In March 2021, the platform began providing a selection of VGTRK documentaries, access to which was limited by the YouTube video hosting service. Among them are Crimea. The Way Home (author - Andrei Kondrashov), Beslan (author - Alexander Rogatkin), Rzhev. 500 Days in Fire, The Great Unknown War, The Munich Conspiracy. Invitation to Hell, Panfilov's Men. Legend and Fact, The Land of Aylan Kurdi, The Great Russian Revolution, The Warsaw Pact. Declassified Pages, Volyn-43. Genocide for the Glory of Ukraine", "Mussolini. Sunset" and others, to which YouTube applied sanctions.

In September 2022, the platform presented a selection of films from the Mosfilm studio.

==Functionality==
The application makes it possible to read world news, as well as news from each region (watching regional Vesti and other programs from regional branches of VGTRK).

There is access to movies and TV series that have ever been broadcast on VGTRK, including exclusive content. There is a "Broadcast" section, which contains live broadcasts of a number of the main channels and radio stations of VGTRK. Due to the fact that VGTRK is one of the founders of the "Vitrina TV" service, broadcasts of some third-party channels are also available through the application.

In addition to the above, in the application you can watch live broadcasts of various (mainly political) live broadcasts.

Live broadcasts of TV channels are available regardless of the country of location: "RTR - Planeta" (all 4 takes are broadcast - Asia, CIS, Europe and the USA) and "Russia-24. World" (end-to-end global broadcasting).

Live broadcasts of TV channels are available only in Russia, depending on the user's location: "Russia-1" (all 10 takes are broadcast), Russia-24 (through broadcasting throughout Russia) and "Russia-Culture" (all 4 takes are broadcast), other channels, including their HD takes and radio stations. Also available is the broadcast of the TV channels "Russia-1" and "Russia-24" with inserts of all regional branches of VGTRK.

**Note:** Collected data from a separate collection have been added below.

// Copyright (c) reifydb.com 2025
// This file is licensed under the AGPL-3.0-or-later, see license.md file

use std::fmt::{Display, Formatter};

use tributary_type::{Millis, Value};

use crate::Result;

/// The callback a loader pushes records into.
///
/// Returning an error from the callback aborts the load; loaders must
/// propagate it unchanged so cooperative cancellation reaches the adapter.
pub type OnRecord<'a> = &'a mut dyn FnMut(Value) -> Result<()>;

/// An opaque per-record identity assigned by a streaming source.
///
/// The engine never interprets the content; it only compares ids for
/// equality and persists them as cursor state. The default id is empty and
/// means "no position remembered yet".
#[derive(Clone, Debug, Default, PartialEq, Eq, Hash)]
pub struct RecordId(String);

impl RecordId {
	pub fn new(id: impl Into<String>) -> Self {
		RecordId(id.into())
	}

	pub fn as_str(&self) -> &str {
		&self.0
	}

	pub fn is_empty(&self) -> bool {
		self.0.is_empty()
	}
}

impl From<String> for RecordId {
	fn from(id: String) -> Self {
		RecordId(id)
	}
}

impl From<&str> for RecordId {
	fn from(id: &str) -> Self {
		RecordId(id.to_string())
	}
}

impl Display for RecordId {
	fn fmt(&self, f: &mut Formatter<'_>) -> std::fmt::Result {
		f.write_str(&self.0)
	}
}

/// A source that yields every record at or after a point in time, in the
/// source's own order.
pub trait SourceLoader: Send + Sync {
	fn load(&self, start: Millis, on_record: OnRecord) -> Result<()>;
}

/// A capped-stream source: yields the tail of a ring-buffer view starting
/// at the remembered id when that id is still visible, or from wherever the
/// ring now begins when it has rotated past it.
pub trait CappedSourceLoader: Send + Sync {
	fn load(&self, start: &RecordId, on_record: OnRecord) -> Result<()>;
}

/// A destination that persists a batch of record envelopes.
///
/// Saves must be idempotent on the envelope identity so that at-least-once
/// delivery converges.
pub trait Saver: Send + Sync {
	fn save(&self, batch: &[Value]) -> Result<()>;
}

/// A destination lookup by content fingerprint: yields every stored record
/// whose `attribute` matches any of the given fingerprints.
pub trait FingerprintQuery: Send + Sync {
	fn find(&self, attribute: &str, fingerprints: &[i32], on_record: OnRecord) -> Result<()>;
}

/// Durable last-time cursor state for one topic.
pub trait TimeCursor: Send + Sync {
	fn load_start_time(&self) -> Result<Millis>;
	fn save_start_time(&self, time: Millis) -> Result<()>;
}

/// Durable cursor state for a streaming topic: last-time plus last-id.
pub trait StreamCursor: TimeCursor {
	fn load_start_id(&self) -> Result<RecordId>;
	fn save_start_id(&self, id: &RecordId) -> Result<()>;
}

/// Shifts the start time handed to a source backwards by a fixed skew.
///
/// Some upstream queries interpolate the cursor with an off-by-one-second
/// compensation of their own; the skew keeps that adjustment a deployment
/// knob instead of baking it into any query text.
pub struct SkewedLoader<L> {
	inner: L,
	skew_millis: i64,
}

impl<L: SourceLoader> SkewedLoader<L> {
	pub fn new(inner: L, skew_millis: i64) -> Self {
		Self { inner, skew_millis }
	}
}

impl<L: SourceLoader> SourceLoader for SkewedLoader<L> {
	fn load(&self, start: Millis, on_record: OnRecord) -> Result<()> {
		self.inner.load(start.rewind(self.skew_millis), on_record)
	}
}

impl<L: SourceLoader + ?Sized> SourceLoader for Box<L> {
	fn load(&self, start: Millis, on_record: OnRecord) -> Result<()> {
		(**self).load(start, on_record)
	}
}

impl<L: CappedSourceLoader + ?Sized> CappedSourceLoader for Box<L> {
	fn load(&self, start: &RecordId, on_record: OnRecord) -> Result<()> {
		(**self).load(start, on_record)
	}
}

impl<S: Saver + ?Sized> Saver for Box<S> {
	fn save(&self, batch: &[Value]) -> Result<()> {
		(**self).save(batch)
	}
}

impl<Q: FingerprintQuery + ?Sized> FingerprintQuery for Box<Q> {
	fn find(&self, attribute: &str, fingerprints: &[i32], on_record: OnRecord) -> Result<()> {
		(**self).find(attribute, fingerprints, on_record)
	}
}

#[cfg(test)]
mod tests {
	use super::*;

	struct Probe;

	impl SourceLoader for Probe {
		fn load(&self, start: Millis, on_record: OnRecord) -> Result<()> {
			on_record(Value::from(start.get()))
		}
	}

	#[test]
	fn test_skewed_loader_rewinds_the_start() {
		let loader = SkewedLoader::new(Probe, 1000);
		let mut seen = Vec::new();
		loader
			.load(Millis::new(5000), &mut |record| {
				seen.push(record.as_int8().unwrap());
				Ok(())
			})
			.unwrap();
		assert_eq!(seen, [4000]);
	}

	#[test]
	fn test_skew_clamps_at_epoch() {
		let loader = SkewedLoader::new(Probe, 1000);
		let mut seen = Vec::new();
		loader
			.load(Millis::new(200), &mut |record| {
				seen.push(record.as_int8().unwrap());
				Ok(())
			})
			.unwrap();
		assert_eq!(seen, [0]);
	}

	#[test]
	fn test_record_id_default_is_empty() {
		assert!(RecordId::default().is_empty());
		assert!(!RecordId::new("58f6c").is_empty());
	}
}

Full access to the platform is possible after registration, it is free.

==Availability==
The platform is available in desktop versions on the smotrim.ru website, in applications for mobile devices based on the iOS and Android operating systems, as well as on Samsung and LG smart TVs.

In 2021, the Smotrim platform was included in the list of applications required to be pre-installed on smart TVs sold in Russia from April 1 of the same year.

On April 1, 2021, the media platform became available on Apple TV set-top boxes, as well as on TVs and media players based on Android TV, on Apple TV the application was a complete copy of the existing application of the Rossiya TV channel.